Here I’ll show a simple use case for MySQL tables from ensembl.
library(RMySQL)
ensbConn <- dbConnect(dbDriver("MySQL"),
host="genome-mysql.soe.ucsc.edu",
user = "genome",
dbname = "xenTro9")
enssdf <- SQLDataFrame(conn = ensbConn,
dbtable = "xenoRefGene",
dbkey = c("name", "txStart"))
#> Warning in .local(conn, statement, ...): Unsigned INTEGER in col 0 imported as
#> numeric
#> Warning in .local(conn, statement, ...): Unsigned INTEGER in col 4 imported as
#> numeric
#> Warning in .local(conn, statement, ...): Unsigned INTEGER in col 5 imported as
#> numeric
#> Warning in .local(conn, statement, ...): Unsigned INTEGER in col 6 imported as
#> numeric
#> Warning in .local(conn, statement, ...): Unsigned INTEGER in col 7 imported as
#> numeric
#> Warning in .local(conn, statement, ...): Unsigned INTEGER in col 8 imported as
#> numeric
#> Warning in .local(conn, statement, ...): Unsigned INTEGER in col 1 imported as
#> numeric
#> Warning in .local(conn, statement, ...): Unsigned INTEGER in col 2 imported as
#> numeric
#> Warning in .local(conn, statement, ...): Unsigned INTEGER in col 5 imported as
#> numeric
#> Warning in .local(conn, statement, ...): Unsigned INTEGER in col 6 imported as
#> numeric
#> Warning in .local(conn, statement, ...): Unsigned INTEGER in col 7 imported as
#> numeric
#> Warning in .local(conn, statement, ...): Unsigned INTEGER in col 8 imported as
#> numeric
enssdf1 <- enssdf[1:20, 1:2]
enssdf2 <- enssdf[11:30,3:4]
res <- left_join(enssdf1, enssdf2)
#> Joining, by = c("name", "txStart")
#> Warning in .local(conn, statement, ...): Unsigned INTEGER in col 1 imported as
#> numeric
#> Warning in .local(conn, statement, ...): Unsigned INTEGER in col 2 imported as
#> numeric
#> Warning in .local(conn, statement, ...): Unsigned INTEGER in col 5 imported as
#> numeric
#> Warning in .local(conn, statement, ...): Unsigned INTEGER in col 1 imported as
#> numeric
#> Warning in .local(conn, statement, ...): Unsigned INTEGER in col 2 imported as
#> numeric
#> Warning in .local(conn, statement, ...): Unsigned INTEGER in col 5 imported as
#> numeric
SQLDataFrame has just added support for Google BigQuery tables. Construction and queries using [
and filter
are supported!
“Authentication and authorization” will be needed when using bigrquery. Check here for more details.

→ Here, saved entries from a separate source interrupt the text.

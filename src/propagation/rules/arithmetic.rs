//! Rule for combining operand metadata in element-wise operations.
use crate::meta::{merge_unique, VariableMeta};
use crate::processing_log::{LogEntry, OperationKind, Parents, ProcessingLog};
use crate::variable::Variable;

/// Returns the value every carrying operand agrees on, if any.
///
/// A field carried by a single operand is copied; conflicting values leave the
/// result blank. Operands that all carry the same value keep it as well: adding
/// two columns both in "kg" stays in "kg". No operand ever makes the result fail.
fn agreed<'a, T, I>(values: I) -> Option<T>
where
    T: PartialEq + Clone + 'a,
    I: IntoIterator<Item = Option<&'a T>>,
{
    let mut carried = values.into_iter().flatten();
    let first = carried.next()?;
    if carried.all(|v| v == first) {
        Some(first.clone())
    } else {
        None
    }
}

/// Merges the metadata of the operands of `operation`. The log is left empty.
pub(crate) fn combine_metadata(parents: &[&VariableMeta], operation: &str) -> VariableMeta {
    let mut meta = VariableMeta {
        title: agreed(parents.iter().map(|m| m.title.as_ref())),
        description: agreed(parents.iter().map(|m| m.description.as_ref())),
        unit: agreed(parents.iter().map(|m| m.unit.as_ref())),
        short_unit: agreed(parents.iter().map(|m| m.short_unit.as_ref())),
        sources: merge_unique(parents.iter().map(|m| m.sources.as_slice())),
        licenses: merge_unique(parents.iter().map(|m| m.licenses.as_slice())),
        origins: merge_unique(parents.iter().map(|m| m.origins.as_slice())),
        processing_log: ProcessingLog::new(),
        dimensions: agreed(parents.iter().map(|m| Some(&m.dimensions).filter(|d| !d.is_empty()))).unwrap_or_default(),
        display: agreed(parents.iter().map(|m| Some(&m.display).filter(|d| !d.is_empty()))).unwrap_or_default(),
    };

    // The result of a comparison is a boolean mask, not a quantity.
    if OperationKind::of(operation) == OperationKind::Comparison {
        meta.unit = None;
        meta.short_unit = None;
    }
    meta
}

/// Metadata for the result of `operation` over `operands`.
///
/// `describe` yields the label naming the still-unnamed result and its parent
/// identifiers in operand order (literal scalars included). It only runs when
/// `logging` is set.
pub(crate) fn propagate(
    operation: &str,
    operands: &[&Variable],
    logging: bool,
    describe: impl FnOnce() -> (String, Parents),
) -> VariableMeta {
    let metas: Vec<&VariableMeta> = operands.iter().map(|v| &v.metadata).collect();
    let mut meta = combine_metadata(&metas, operation);
    if logging {
        let (label, parents) = describe();
        meta.processing_log = ProcessingLog::merged(operands.iter().map(|v| &v.metadata.processing_log));
        meta.processing_log.push(LogEntry::derived(label, parents, operation));
    }
    meta
}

Also note that, the support of BigQuery tables has implemented specialized strategy for efficient data representation. The dbkey()
is assigned by default as SurrogateKey
, and dbkey
argument will be ignored during construction.
library(bigrquery)
bigrquery::bq_auth() ## use this to authorize bigrquery in the
## browser.
bqConn <- DBI::dbConnect(dbDriver("bigquery"),
project = "bigquery-public-data",
dataset = "human_variant_annotation",
billing = "") ## if not previous provided
## authorization, must specify a
## project name that was already
## linked with Google Cloud with
## billing info.
sdf <- SQLDataFrame(conn = bqConn, dbtable = "ncbi_clinvar_hg38_20180701")
sdf[1:5, 1:5]
sdf %>% select(GENEINFO)
sdf %>% filter(GENEINFO == "PYGL:5836")
sdf %>% filter(reference_name == "21")
sessionInfo()
#> R version 4.2.1 (2022-06-23)
#> Platform: x86_64-pc-linux-gnu (64-bit)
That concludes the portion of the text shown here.